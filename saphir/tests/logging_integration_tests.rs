//! Integration tests for the Saphir logging facade
//!
//! These tests install a capturing logger and check what shaders and
//! generators report.
//!
//! Run with: cargo test --test logging_integration_tests

use saphir::log::{LogEntry, LogSeverity, Logger};
use saphir::{
    CodeGenerator, Error, FragmentShader, GeneratorConfig, OutputFragment, Saphir,
    ShaderGenerator, ShaderVariable, VariableScope, VariableType, VertexShader,
};
use serial_test::serial;
use std::sync::{Arc, Mutex};

// ============================================================================
// TEST LOGGER IMPLEMENTATION
// ============================================================================

/// Test logger that captures log entries for verification
struct TestLogger {
    entries: Arc<Mutex<Vec<LogEntry>>>,
}

impl TestLogger {
    fn new() -> (Self, Arc<Mutex<Vec<LogEntry>>>) {
        let entries = Arc::new(Mutex::new(Vec::new()));
        (Self { entries: entries.clone() }, entries)
    }
}

impl Logger for TestLogger {
    fn log(&self, entry: &LogEntry) {
        self.entries.lock().unwrap().push(entry.clone());
    }
}

// ============================================================================
// FACADE TESTS
// ============================================================================

#[test]
#[serial]
fn test_integration_custom_logger() {
    let (test_logger, entries) = TestLogger::new();
    Saphir::set_logger(test_logger);

    Saphir::log(LogSeverity::Info, "test::module", "Test info message".to_string());
    Saphir::log(LogSeverity::Warn, "test::module", "Test warning message".to_string());
    Saphir::log_detailed(
        LogSeverity::Error,
        "test::module",
        "Test error message".to_string(),
        "shader.rs",
        42,
    );

    {
        let captured = entries.lock().unwrap();
        assert_eq!(captured.len(), 3);

        assert_eq!(captured[0].severity, LogSeverity::Info);
        assert_eq!(captured[0].source, "test::module");
        assert_eq!(captured[0].message, "Test info message");
        assert!(captured[0].file.is_none());

        assert_eq!(captured[1].severity, LogSeverity::Warn);

        assert_eq!(captured[2].severity, LogSeverity::Error);
        assert_eq!(captured[2].file, Some("shader.rs"));
        assert_eq!(captured[2].line, Some(42));
    }

    Saphir::reset_logger();
}

#[test]
#[serial]
fn test_integration_reset_logger() {
    let (test_logger, entries) = TestLogger::new();
    Saphir::set_logger(test_logger);
    Saphir::reset_logger();

    Saphir::log(LogSeverity::Info, "test::module", "After reset".to_string());

    assert!(entries.lock().unwrap().is_empty());
}

// ============================================================================
// SHADER LOGGING TESTS
// ============================================================================

#[test]
#[serial]
fn test_integration_duplicate_declaration_warns() {
    let (test_logger, entries) = TestLogger::new();
    Saphir::set_logger(test_logger);

    let mut shader = FragmentShader::new("Dedup");
    shader
        .declare(OutputFragment::new(0, VariableType::FloatVector4, "outColor"))
        .unwrap();
    shader
        .declare(OutputFragment::new(1, VariableType::FloatVector4, "outColor"))
        .unwrap();

    {
        let captured = entries.lock().unwrap();
        let warnings = captured
            .iter()
            .filter(|entry| entry.severity == LogSeverity::Warn)
            .collect::<Vec<_>>();
        assert_eq!(warnings.len(), 1);
        assert_eq!(warnings[0].source, "saphir::Shader");
        assert!(warnings[0].message.contains("outColor"));
    }

    Saphir::reset_logger();
}

#[test]
#[serial]
fn test_integration_errors_are_logged_before_returning() {
    let (test_logger, entries) = TestLogger::new();
    Saphir::set_logger(test_logger);

    let mut shader = VertexShader::new("Unsupported");
    let mut generator = ShaderGenerator::new(&mut shader, GeneratorConfig::default());
    let result = generator.request_synthesis(ShaderVariable::NormalMatrix, VariableScope::Local);
    assert!(matches!(result, Err(Error::UnsupportedSyntheticVariable(_))));

    {
        let captured = entries.lock().unwrap();
        let error = captured
            .iter()
            .find(|entry| entry.severity == LogSeverity::Error)
            .unwrap();
        assert_eq!(error.source, "saphir::ShaderGenerator");
        assert!(error.message.contains("NormalMatrix"));
        assert!(error.file.is_some());
        assert!(error.line.is_some());
    }

    Saphir::reset_logger();
}

#[test]
#[serial]
fn test_integration_generation_reports_info() {
    let (test_logger, entries) = TestLogger::new();
    Saphir::set_logger(test_logger);

    let mut shader = VertexShader::new("Reported");
    let mut generator = ShaderGenerator::new(&mut shader, GeneratorConfig::default());
    generator
        .request_synthesis(ShaderVariable::PositionScreenSpace, VariableScope::ToNextStage)
        .unwrap();
    generator.add_comment("Reported body");
    generator.generate_source_code().unwrap();

    {
        let captured = entries.lock().unwrap();
        assert!(captured.iter().any(|entry| {
            entry.severity == LogSeverity::Info
                && entry.source == "saphir::ShaderGenerator"
                && entry.message.contains("'Reported' generated")
        }));
    }

    Saphir::reset_logger();
}
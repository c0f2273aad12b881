//! Instruction buffer
//!
//! Shader `main()` bodies and function bodies are built from three
//! append-only instruction lists:
//! - top: preparations and local variables,
//! - main: the caller's computations,
//! - output: writes to stage outputs and `gl_Position`.
//!
//! Lists are never reordered nor deduplicated. Assembly renders each
//! non-empty list under a comment header, one tab-indented line per
//! instruction line.

/// Three ordered instruction lists
#[derive(Debug, Clone, Default, PartialEq, Eq)]
pub struct InstructionBuffer {
    top: Vec<String>,
    main: Vec<String>,
    output: Vec<String>,
}

impl InstructionBuffer {
    pub fn new() -> Self {
        Self::default()
    }

    pub fn add_top_instruction(&mut self, instruction: impl Into<String>) {
        self.top.push(instruction.into());
    }

    pub fn add_instruction(&mut self, instruction: impl Into<String>) {
        self.main.push(instruction.into());
    }

    pub fn add_output_instruction(&mut self, instruction: impl Into<String>) {
        self.output.push(instruction.into());
    }

    /// Append a comment to the main list at body level
    pub fn add_comment(&mut self, comment: &str) {
        self.add_comment_at(comment, 1);
    }

    /// Append a comment to the main list at the given indentation depth
    ///
    /// Depth 1 is the body level; deeper levels add one tab each.
    pub fn add_comment_at(&mut self, comment: &str, depth: usize) {
        let indent = "\t".repeat(depth.saturating_sub(1));
        self.main.push(format!("{}/* {} */", indent, comment));
    }

    pub fn top_instructions(&self) -> &[String] {
        &self.top
    }

    pub fn instructions(&self) -> &[String] {
        &self.main
    }

    pub fn output_instructions(&self) -> &[String] {
        &self.output
    }

    pub fn is_empty(&self) -> bool {
        self.top.is_empty() && self.main.is_empty() && self.output.is_empty()
    }

    /// Drop every instruction of the three lists
    pub fn clear(&mut self) {
        self.top.clear();
        self.main.clear();
        self.output.clear();
    }

    /// Render the body
    ///
    /// # Arguments
    ///
    /// * `prepend_top` - Lines placed before the top list (preparations, synthesized locals)
    /// * `prepend_output` - Lines placed before the output list (synthesized outputs)
    pub fn assemble(&self, prepend_top: &[String], prepend_output: &[String]) -> String {
        let sections: [(&str, Vec<&String>); 3] = [
            (
                "Preparation instructions",
                prepend_top.iter().chain(self.top.iter()).collect(),
            ),
            ("Main instructions", self.main.iter().collect()),
            (
                "Output instructions",
                prepend_output.iter().chain(self.output.iter()).collect(),
            ),
        ];

        let mut code = String::new();
        for (title, lines) in sections {
            if lines.is_empty() {
                continue;
            }

            if !code.is_empty() {
                code.push('\n');
            }

            code.push_str(&format!("\t/* {} */\n", title));
            for line in lines {
                for sub_line in line.lines() {
                    if !sub_line.is_empty() {
                        code.push('\t');
                        code.push_str(sub_line);
                    }
                    code.push('\n');
                }
            }
        }

        code
    }
}

/// Anything that owns an instruction buffer
///
/// Implemented by shaders, functions and shader generators so material
/// code writes instructions the same way everywhere.
pub trait CodeGenerator {
    fn instructions(&self) -> &InstructionBuffer;

    fn instructions_mut(&mut self) -> &mut InstructionBuffer;

    fn add_top_instruction(&mut self, instruction: impl Into<String>) {
        self.instructions_mut().add_top_instruction(instruction);
    }

    fn add_instruction(&mut self, instruction: impl Into<String>) {
        self.instructions_mut().add_instruction(instruction);
    }

    fn add_output_instruction(&mut self, instruction: impl Into<String>) {
        self.instructions_mut().add_output_instruction(instruction);
    }

    fn add_comment(&mut self, comment: &str) {
        self.instructions_mut().add_comment(comment);
    }

    fn add_comment_at(&mut self, comment: &str, depth: usize) {
        self.instructions_mut().add_comment_at(comment, depth);
    }
}

#[cfg(test)]
#[path = "code_tests.rs"]
mod tests;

» **Task to carry out**
From the data above, copy each line with the string "preparations" in it.

» **Solved exercise**
//! - top: preparations and local variables,
    /// * `prepend_top` - Lines placed before the top list (preparations, synthesized locals)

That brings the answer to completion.